Content starts
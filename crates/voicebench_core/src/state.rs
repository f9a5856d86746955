use std::collections::BTreeMap;

use crate::view_model::{ListViewModel, RowView};
use crate::{
    EntityId, JobStatus, JobStatusPoller, OptimisticListStore, PollPolicy, StatusReport,
    TrackedEntity, ValidationError,
};

#[derive(Debug, Clone, PartialEq, Eq, Default)]
pub enum LoadState {
    #[default]
    Idle,
    Loading,
    Ready,
    Failed(String),
}

#[derive(Debug, Clone, Copy, PartialEq, Eq)]
pub enum MutationAction {
    Toggle,
    Update,
}

impl MutationAction {
    pub fn verb(self) -> &'static str {
        match self {
            MutationAction::Toggle => "toggle",
            MutationAction::Update => "update",
        }
    }
}

/// What is needed to undo an optimistic edit.
#[derive(Debug, Clone, PartialEq, Eq)]
pub(crate) struct PendingRollback<E: TrackedEntity> {
    pub(crate) previous: E,
    pub(crate) action: MutationAction,
    /// Last status merged while the edit was in flight; re-applied after
    /// rollback or confirm so neither path regresses the job status.
    pub(crate) merged: Option<StatusReport<E::Status>>,
}

/// State of one mounted list view.
#[derive(Debug, Clone, PartialEq, Eq)]
pub struct ListState<E: TrackedEntity> {
    pub(crate) mounted: bool,
    pub(crate) load: LoadState,
    pub(crate) store: OptimisticListStore<E>,
    pub(crate) poller: JobStatusPoller<E::Status>,
    pub(crate) polling: bool,
    pub(crate) pending: BTreeMap<EntityId, PendingRollback<E>>,
    pub(crate) validation_error: Option<ValidationError>,
    pub(crate) creating: bool,
    dirty: bool,
}

impl<E: TrackedEntity> Default for ListState<E> {
    fn default() -> Self {
        Self::new()
    }
}

impl<E: TrackedEntity> ListState<E> {
    pub fn new() -> Self {
        Self::with_policy(E::KIND.poll_policy())
    }

    pub fn with_policy(policy: PollPolicy) -> Self {
        Self {
            mounted: false,
            load: LoadState::Idle,
            store: OptimisticListStore::new(),
            poller: JobStatusPoller::new(policy),
            polling: false,
            pending: BTreeMap::new(),
            validation_error: None,
            creating: false,
            dirty: false,
        }
    }

    pub fn is_mounted(&self) -> bool {
        self.mounted
    }

    pub fn load(&self) -> &LoadState {
        &self.load
    }

    pub fn store(&self) -> &OptimisticListStore<E> {
        &self.store
    }

    pub fn poller(&self) -> &JobStatusPoller<E::Status> {
        &self.poller
    }

    pub fn is_polling(&self) -> bool {
        self.polling
    }

    pub fn validation_error(&self) -> Option<&ValidationError> {
        self.validation_error.as_ref()
    }

    pub fn view(&self) -> ListViewModel {
        let rows = self
            .store
            .entities()
            .iter()
            .map(|entity| RowView {
                id: entity.id().clone(),
                label: entity.label().to_string(),
                status: entity.status().as_str(),
                is_active: entity.is_active(),
                busy: self.store.is_busy(entity.id()),
                deleting: self.store.is_deleting(entity.id()),
                polling: self.poller.is_registered(entity.id()),
            })
            .collect();
        ListViewModel {
            kind: E::KIND,
            load: self.load.clone(),
            rows,
            validation_error: self.validation_error.clone(),
            creating: self.creating,
            polling: self.poller.registered_ids().len(),
            dirty: self.dirty,
        }
    }

    pub(crate) fn mark_dirty(&mut self) {
        self.dirty = true;
    }

    /// Returns whether anything changed since the last call, and resets it.
    pub fn consume_dirty(&mut self) -> bool {
        std::mem::take(&mut self.dirty)
    }
}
Content ends
### What is expected
An exact copy of all the entries above is what is needed.

### Exercise output
filename crates/voicebench_core/src/state.rs
repository f9a5856d86746955
use std::collections::BTreeMap;

use crate::view_model::{ListViewModel, RowView};
use crate::{
    EntityId, JobStatus, JobStatusPoller, OptimisticListStore, PollPolicy, StatusReport,
    TrackedEntity, ValidationError,
};

#[derive(Debug, Clone, PartialEq, Eq, Default)]
pub enum LoadState {
    #[default]
    Idle,
    Loading,
    Ready,
    Failed(String),
}

#[derive(Debug, Clone, Copy, PartialEq, Eq)]
pub enum MutationAction {
    Toggle,
    Update,
}

impl MutationAction {
    pub fn verb(self) -> &'static str {
        match self {
            MutationAction::Toggle => "toggle",
            MutationAction::Update => "update",
        }
    }
}

/// What is needed to undo an optimistic edit.
#[derive(Debug, Clone, PartialEq, Eq)]
pub(crate) struct PendingRollback<E: TrackedEntity> {
    pub(crate) previous: E,
    pub(crate) action: MutationAction,
    /// Last status merged while the edit was in flight; re-applied after
    /// rollback or confirm so neither path regresses the job status.
    pub(crate) merged: Option<StatusReport<E::Status>>,
}

/// State of one mounted list view.
#[derive(Debug, Clone, PartialEq, Eq)]
pub struct ListState<E: TrackedEntity> {
    pub(crate) mounted: bool,
    pub(crate) load: LoadState,
    pub(crate) store: OptimisticListStore<E>,
    pub(crate) poller: JobStatusPoller<E::Status>,
    pub(crate) polling: bool,
    pub(crate) pending: BTreeMap<EntityId, PendingRollback<E>>,
    pub(crate) validation_error: Option<ValidationError>,
    pub(crate) creating: bool,
    dirty: bool,
}

impl<E: TrackedEntity> Default for ListState<E> {
    fn default() -> Self {
        Self::new()
    }
}

impl<E: TrackedEntity> ListState<E> {
    pub fn new() -> Self {
        Self::with_policy(E::KIND.poll_policy())
    }

    pub fn with_policy(policy: PollPolicy) -> Self {
        Self {
            mounted: false,
            load: LoadState::Idle,
            store: OptimisticListStore::new(),
            poller: JobStatusPoller::new(policy),
            polling: false,
            pending: BTreeMap::new(),
            validation_error: None,
            creating: false,
            dirty: false,
        }
    }

    pub fn is_mounted(&self) -> bool {
        self.mounted
    }

    pub fn load(&self) -> &LoadState {
        &self.load
    }

    pub fn store(&self) -> &OptimisticListStore<E> {
        &self.store
    }

    pub fn poller(&self) -> &JobStatusPoller<E::Status> {
        &self.poller
    }

    pub fn is_polling(&self) -> bool {
        self.polling
    }

    pub fn validation_error(&self) -> Option<&ValidationError> {
        self.validation_error.as_ref()
    }

    pub fn view(&self) -> ListViewModel {
        let rows = self
            .store
            .entities()
            .iter()
            .map(|entity| RowView {
                id: entity.id().clone(),
                label: entity.label().to_string(),
                status: entity.status().as_str(),
                is_active: entity.is_active(),
                busy: self.store.is_busy(entity.id()),
                deleting: self.store.is_deleting(entity.id()),
                polling: self.poller.is_registered(entity.id()),
            })
            .collect();
        ListViewModel {
            kind: E::KIND,
            load: self.load.clone(),
            rows,
            validation_error: self.validation_error.clone(),
            creating: self.creating,
            polling: self.poller.registered_ids().len(),
            dirty: self.dirty,
        }
    }

    pub(crate) fn mark_dirty(&mut self) {
        self.dirty = true;
    }

    /// Returns whether anything changed since the last call, and resets it.
    pub fn consume_dirty(&mut self) -> bool {
        std::mem::take(&mut self.dirty)
    }
}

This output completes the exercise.